Items listed in a dataset
⟨

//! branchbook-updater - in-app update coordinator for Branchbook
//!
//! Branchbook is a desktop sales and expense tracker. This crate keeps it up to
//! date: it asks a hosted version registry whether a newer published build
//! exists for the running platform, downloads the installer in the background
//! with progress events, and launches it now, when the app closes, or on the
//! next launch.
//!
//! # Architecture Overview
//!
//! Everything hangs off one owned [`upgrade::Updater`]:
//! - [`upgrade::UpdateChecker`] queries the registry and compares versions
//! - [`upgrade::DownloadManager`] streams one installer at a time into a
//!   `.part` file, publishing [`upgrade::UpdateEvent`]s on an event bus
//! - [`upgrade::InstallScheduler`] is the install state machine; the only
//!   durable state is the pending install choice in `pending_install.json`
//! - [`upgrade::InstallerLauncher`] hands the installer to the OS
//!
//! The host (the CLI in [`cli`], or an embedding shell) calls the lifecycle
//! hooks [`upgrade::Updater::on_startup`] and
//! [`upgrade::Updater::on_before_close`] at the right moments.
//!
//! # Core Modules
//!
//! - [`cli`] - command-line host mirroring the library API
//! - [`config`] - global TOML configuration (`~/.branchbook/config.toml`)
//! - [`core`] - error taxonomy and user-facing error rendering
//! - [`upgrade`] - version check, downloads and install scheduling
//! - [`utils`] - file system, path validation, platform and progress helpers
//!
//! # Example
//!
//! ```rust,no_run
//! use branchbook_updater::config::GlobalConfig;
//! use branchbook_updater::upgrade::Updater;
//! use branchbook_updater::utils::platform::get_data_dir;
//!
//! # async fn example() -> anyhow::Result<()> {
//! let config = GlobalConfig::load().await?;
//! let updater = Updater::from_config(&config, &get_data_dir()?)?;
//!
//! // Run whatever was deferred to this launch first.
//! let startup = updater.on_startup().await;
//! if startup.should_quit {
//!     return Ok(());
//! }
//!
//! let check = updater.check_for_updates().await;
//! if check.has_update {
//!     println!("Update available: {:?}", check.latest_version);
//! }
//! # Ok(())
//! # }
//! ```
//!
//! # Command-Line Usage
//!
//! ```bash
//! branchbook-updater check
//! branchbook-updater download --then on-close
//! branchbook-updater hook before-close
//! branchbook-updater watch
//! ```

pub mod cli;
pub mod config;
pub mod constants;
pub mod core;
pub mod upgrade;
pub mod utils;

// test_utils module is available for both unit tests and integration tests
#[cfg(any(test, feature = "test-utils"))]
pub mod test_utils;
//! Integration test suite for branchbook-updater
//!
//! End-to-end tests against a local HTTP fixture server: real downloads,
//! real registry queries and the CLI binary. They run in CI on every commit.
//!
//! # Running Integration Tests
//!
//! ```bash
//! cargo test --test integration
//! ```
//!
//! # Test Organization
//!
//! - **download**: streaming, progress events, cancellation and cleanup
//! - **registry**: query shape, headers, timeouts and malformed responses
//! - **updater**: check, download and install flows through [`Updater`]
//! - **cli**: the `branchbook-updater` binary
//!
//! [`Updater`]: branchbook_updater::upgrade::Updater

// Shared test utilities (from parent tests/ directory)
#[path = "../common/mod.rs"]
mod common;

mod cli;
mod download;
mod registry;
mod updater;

⟩

# Problem description:
In the entries above, count each line holding "path" and report the total and nothing more.

# Exercise solution:
2